-- RECORDS SUPPLIED follows --
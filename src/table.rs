//! K-mer frequency and next-character context tables.
//!
//! [`ContextTable`] is the aggregator of a run: it is fed every
//! `(k-mer, next character)` pair produced by [`Kmers`] and keeps two
//! mappings, k-mer -> count and k-mer -> (next byte -> count).
//!
//! Both mappings iterate in first-seen order, which is the order reports
//! use by default.
//!
//! # Example
//!
//! ```rust
//! use bytes::Bytes;
//! use kmerctx::{kmer::KmerLength, table::ContextTable};
//!
//! let mut table = ContextTable::new(KmerLength::new(2)?);
//! table.add_sequence(&Bytes::from_static(b"ATGTCTGTCTGAA"));
//!
//! assert_eq!(table.frequency(b"TG"), 3);
//! assert_eq!(table.next_count(b"TG", b'T'), 2);
//! assert_eq!(table.next_count(b"TG", b'A'), 1);
//! assert_eq!(table.terminal_count(b"AA"), 1);
//! # Ok::<(), kmerctx::error::KmerLengthError>(())
//! ```

use std::hash::BuildHasherDefault;

use bytes::Bytes;
use indexmap::IndexMap;
use rustc_hash::FxHasher;

use crate::{
    error::KmerCtxError,
    kmer::{KmerLength, Kmers, NextChar},
};

#[cfg(feature = "tracing")]
use tracing::debug;

/// An `IndexMap` w/ `FxHasher`.
pub type FxIndexMap<K, V> = IndexMap<K, V, BuildHasherDefault<FxHasher>>;

/// Next byte -> count, for one k-mer.
pub type NextCounts = FxIndexMap<u8, u64>;

/// K-mer -> total number of occurrences.
pub type FrequencyTable = FxIndexMap<Bytes, u64>;

/// K-mer -> next-character counts. K-mers seen only at the end of a
/// sequence have no entry.
pub type ContextCounts = FxIndexMap<Bytes, NextCounts>;

/// Accumulated k-mer statistics for one run.
#[derive(Debug, Clone)]
pub struct ContextTable {
    k: KmerLength,
    frequencies: FrequencyTable,
    contexts: ContextCounts,
    recorded: u64,
    sequences: u64,
    skipped_short: u64,
}

impl ContextTable {
    /// Creates empty tables for k-mers of length `k`.
    pub fn new(k: KmerLength) -> Self {
        Self {
            k,
            frequencies: FrequencyTable::default(),
            contexts: ContextCounts::default(),
            recorded: 0,
            sequences: 0,
            skipped_short: 0,
        }
    }

    pub const fn k(&self) -> KmerLength {
        self.k
    }

    /// Records one occurrence of `kmer`.
    ///
    /// The frequency is always incremented. The context count is incremented
    /// only when `next` is a real byte.
    pub fn record(&mut self, kmer: Bytes, next: NextChar) {
        match next {
            NextChar::Base(base) => {
                *self
                    .contexts
                    .entry(kmer.clone())
                    .or_default()
                    .entry(base)
                    .or_insert(0) += 1;
            }
            NextChar::Absent => {}
        }
        *self.frequencies.entry(kmer).or_insert(0) += 1;
        self.recorded += 1;
    }

    /// Runs the k-mer generator over `seq` and records every pair.
    ///
    /// Returns the number of pairs recorded; sequences shorter than k
    /// record nothing.
    pub fn add_sequence(&mut self, seq: &Bytes) -> usize {
        self.sequences += 1;

        if seq.len() < self.k.get() {
            self.skipped_short += 1;
            #[cfg(feature = "tracing")]
            debug!(len = seq.len(), k = %self.k, "Skipping sequence shorter than k");
            return 0;
        }

        let kmers = Kmers::new(seq.clone(), self.k);
        let pairs = kmers.len();
        for (kmer, next) in kmers {
            self.record(kmer, next);
        }
        pairs
    }

    /// Records every sequence in order; returns the total number of pairs.
    pub fn add_sequences<'a, I>(&mut self, sequences: I) -> usize
    where
        I: IntoIterator<Item = &'a Bytes>,
    {
        sequences
            .into_iter()
            .map(|seq| self.add_sequence(seq))
            .sum()
    }

    /// Sums another table into this one.
    ///
    /// K-mers new to `self` are appended in `other`'s first-seen order, so
    /// merging per-partition tables in input order reproduces the order a
    /// single pass would give.
    pub fn merge(&mut self, other: Self) -> Result<(), KmerCtxError> {
        if other.k != self.k {
            return Err(KmerCtxError::InvalidK {
                value: other.k.to_string(),
                reason: format!("cannot merge into a table built with k={}", self.k),
            });
        }

        for (kmer, count) in other.frequencies {
            *self.frequencies.entry(kmer).or_insert(0) += count;
        }
        for (kmer, nexts) in other.contexts {
            let entry = self.contexts.entry(kmer).or_default();
            for (base, count) in nexts {
                *entry.entry(base).or_insert(0) += count;
            }
        }
        self.recorded += other.recorded;
        self.sequences += other.sequences;
        self.skipped_short += other.skipped_short;
        Ok(())
    }

    /// Total occurrences of `kmer`; zero if never seen.
    pub fn frequency(&self, kmer: &[u8]) -> u64 {
        self.frequencies.get(kmer).copied().unwrap_or(0)
    }

    /// Next-character counts of `kmer`, if it was ever followed by a byte.
    pub fn contexts(&self, kmer: &[u8]) -> Option<&NextCounts> {
        self.contexts.get(kmer)
    }

    /// How often `kmer` was followed by `next`.
    pub fn next_count(&self, kmer: &[u8], next: u8) -> u64 {
        self.contexts(kmer)
            .and_then(|nexts| nexts.get(&next))
            .copied()
            .unwrap_or(0)
    }

    /// How often `kmer` ended its sequence (next character absent).
    pub fn terminal_count(&self, kmer: &[u8]) -> u64 {
        let with_context: u64 = self.contexts(kmer).map_or(0, |nexts| nexts.values().sum());
        self.frequency(kmer).saturating_sub(with_context)
    }

    pub const fn frequencies(&self) -> &FrequencyTable {
        &self.frequencies
    }

    pub const fn context_counts(&self) -> &ContextCounts {
        &self.contexts
    }

    /// Number of pairs recorded so far.
    pub const fn total(&self) -> u64 {
        self.recorded
    }

    /// Number of distinct k-mers.
    pub fn distinct(&self) -> usize {
        self.frequencies.len()
    }

    pub fn is_empty(&self) -> bool {
        self.frequencies.is_empty()
    }

    /// Sequences passed to [`add_sequence`](Self::add_sequence), short ones included.
    pub const fn sequences(&self) -> u64 {
        self.sequences
    }

    /// Sequences that were shorter than k.
    pub const fn skipped_short(&self) -> u64 {
        self.skipped_short
    }

    /// `(k-mer, frequency)` in first-seen order.
    pub fn iter(&self) -> impl Iterator<Item = (&Bytes, u64)> + '_ {
        self.frequencies.iter().map(|(kmer, count)| (kmer, *count))
    }
}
-- RECORDS SUPPLIED concluded --
Write out the records. Leave nothing out and change nothing.

filename src/table.rs
//! K-mer frequency and next-character context tables.
//!
//! [`ContextTable`] is the aggregator of a run: it is fed every
//! `(k-mer, next character)` pair produced by [`Kmers`] and keeps two
//! mappings, k-mer -> count and k-mer -> (next byte -> count).
//!
//! Both mappings iterate in first-seen order, which is the order reports
//! use by default.
//!
//! # Example
//!
//! ```rust
//! use bytes::Bytes;
//! use kmerctx::{kmer::KmerLength, table::ContextTable};
//!
//! let mut table = ContextTable::new(KmerLength::new(2)?);
//! table.add_sequence(&Bytes::from_static(b"ATGTCTGTCTGAA"));
//!
//! assert_eq!(table.frequency(b"TG"), 3);
//! assert_eq!(table.next_count(b"TG", b'T'), 2);
//! assert_eq!(table.next_count(b"TG", b'A'), 1);
//! assert_eq!(table.terminal_count(b"AA"), 1);
//! # Ok::<(), kmerctx::error::KmerLengthError>(())
//! ```

use std::hash::BuildHasherDefault;

use bytes::Bytes;
use indexmap::IndexMap;
use rustc_hash::FxHasher;

use crate::{
    error::KmerCtxError,
    kmer::{KmerLength, Kmers, NextChar},
};

#[cfg(feature = "tracing")]
use tracing::debug;

/// An `IndexMap` w/ `FxHasher`.
pub type FxIndexMap<K, V> = IndexMap<K, V, BuildHasherDefault<FxHasher>>;

/// Next byte -> count, for one k-mer.
pub type NextCounts = FxIndexMap<u8, u64>;

/// K-mer -> total number of occurrences.
pub type FrequencyTable = FxIndexMap<Bytes, u64>;

/// K-mer -> next-character counts. K-mers seen only at the end of a
/// sequence have no entry.
pub type ContextCounts = FxIndexMap<Bytes, NextCounts>;

/// Accumulated k-mer statistics for one run.
#[derive(Debug, Clone)]
pub struct ContextTable {
    k: KmerLength,
    frequencies: FrequencyTable,
    contexts: ContextCounts,
    recorded: u64,
    sequences: u64,
    skipped_short: u64,
}

impl ContextTable {
    /// Creates empty tables for k-mers of length `k`.
    pub fn new(k: KmerLength) -> Self {
        Self {
            k,
            frequencies: FrequencyTable::default(),
            contexts: ContextCounts::default(),
            recorded: 0,
            sequences: 0,
            skipped_short: 0,
        }
    }

    pub const fn k(&self) -> KmerLength {
        self.k
    }

    /// Records one occurrence of `kmer`.
    ///
    /// The frequency is always incremented. The context count is incremented
    /// only when `next` is a real byte.
    pub fn record(&mut self, kmer: Bytes, next: NextChar) {
        match next {
            NextChar::Base(base) => {
                *self
                    .contexts
                    .entry(kmer.clone())
                    .or_default()
                    .entry(base)
                    .or_insert(0) += 1;
            }
            NextChar::Absent => {}
        }
        *self.frequencies.entry(kmer).or_insert(0) += 1;
        self.recorded += 1;
    }

    /// Runs the k-mer generator over `seq` and records every pair.
    ///
    /// Returns the number of pairs recorded; sequences shorter than k
    /// record nothing.
    pub fn add_sequence(&mut self, seq: &Bytes) -> usize {
        self.sequences += 1;

        if seq.len() < self.k.get() {
            self.skipped_short += 1;
            #[cfg(feature = "tracing")]
            debug!(len = seq.len(), k = %self.k, "Skipping sequence shorter than k");
            return 0;
        }

        let kmers = Kmers::new(seq.clone(), self.k);
        let pairs = kmers.len();
        for (kmer, next) in kmers {
            self.record(kmer, next);
        }
        pairs
    }

    /// Records every sequence in order; returns the total number of pairs.
    pub fn add_sequences<'a, I>(&mut self, sequences: I) -> usize
    where
        I: IntoIterator<Item = &'a Bytes>,
    {
        sequences
            .into_iter()
            .map(|seq| self.add_sequence(seq))
            .sum()
    }

    /// Sums another table into this one.
    ///
    /// K-mers new to `self` are appended in `other`'s first-seen order, so
    /// merging per-partition tables in input order reproduces the order a
    /// single pass would give.
    pub fn merge(&mut self, other: Self) -> Result<(), KmerCtxError> {
        if other.k != self.k {
            return Err(KmerCtxError::InvalidK {
                value: other.k.to_string(),
                reason: format!("cannot merge into a table built with k={}", self.k),
            });
        }

        for (kmer, count) in other.frequencies {
            *self.frequencies.entry(kmer).or_insert(0) += count;
        }
        for (kmer, nexts) in other.contexts {
            let entry = self.contexts.entry(kmer).or_default();
            for (base, count) in nexts {
                *entry.entry(base).or_insert(0) += count;
            }
        }
        self.recorded += other.recorded;
        self.sequences += other.sequences;
        self.skipped_short += other.skipped_short;
        Ok(())
    }

    /// Total occurrences of `kmer`; zero if never seen.
    pub fn frequency(&self, kmer: &[u8]) -> u64 {
        self.frequencies.get(kmer).copied().unwrap_or(0)
    }

    /// Next-character counts of `kmer`, if it was ever followed by a byte.
    pub fn contexts(&self, kmer: &[u8]) -> Option<&NextCounts> {
        self.contexts.get(kmer)
    }

    /// How often `kmer` was followed by `next`.
    pub fn next_count(&self, kmer: &[u8], next: u8) -> u64 {
        self.contexts(kmer)
            .and_then(|nexts| nexts.get(&next))
            .copied()
            .unwrap_or(0)
    }

    /// How often `kmer` ended its sequence (next character absent).
    pub fn terminal_count(&self, kmer: &[u8]) -> u64 {
        let with_context: u64 = self.contexts(kmer).map_or(0, |nexts| nexts.values().sum());
        self.frequency(kmer).saturating_sub(with_context)
    }

    pub const fn frequencies(&self) -> &FrequencyTable {
        &self.frequencies
    }

    pub const fn context_counts(&self) -> &ContextCounts {
        &self.contexts
    }

    /// Number of pairs recorded so far.
    pub const fn total(&self) -> u64 {
        self.recorded
    }

    /// Number of distinct k-mers.
    pub fn distinct(&self) -> usize {
        self.frequencies.len()
    }

    pub fn is_empty(&self) -> bool {
        self.frequencies.is_empty()
    }

    /// Sequences passed to [`add_sequence`](Self::add_sequence), short ones included.
    pub const fn sequences(&self) -> u64 {
        self.sequences
    }

    /// Sequences that were shorter than k.
    pub const fn skipped_short(&self) -> u64 {
        self.skipped_short
    }

    /// `(k-mer, frequency)` in first-seen order.
    pub fn iter(&self) -> impl Iterator<Item = (&Bytes, u64)> + '_ {
        self.frequencies.iter().map(|(kmer, count)| (kmer, *count))
    }
}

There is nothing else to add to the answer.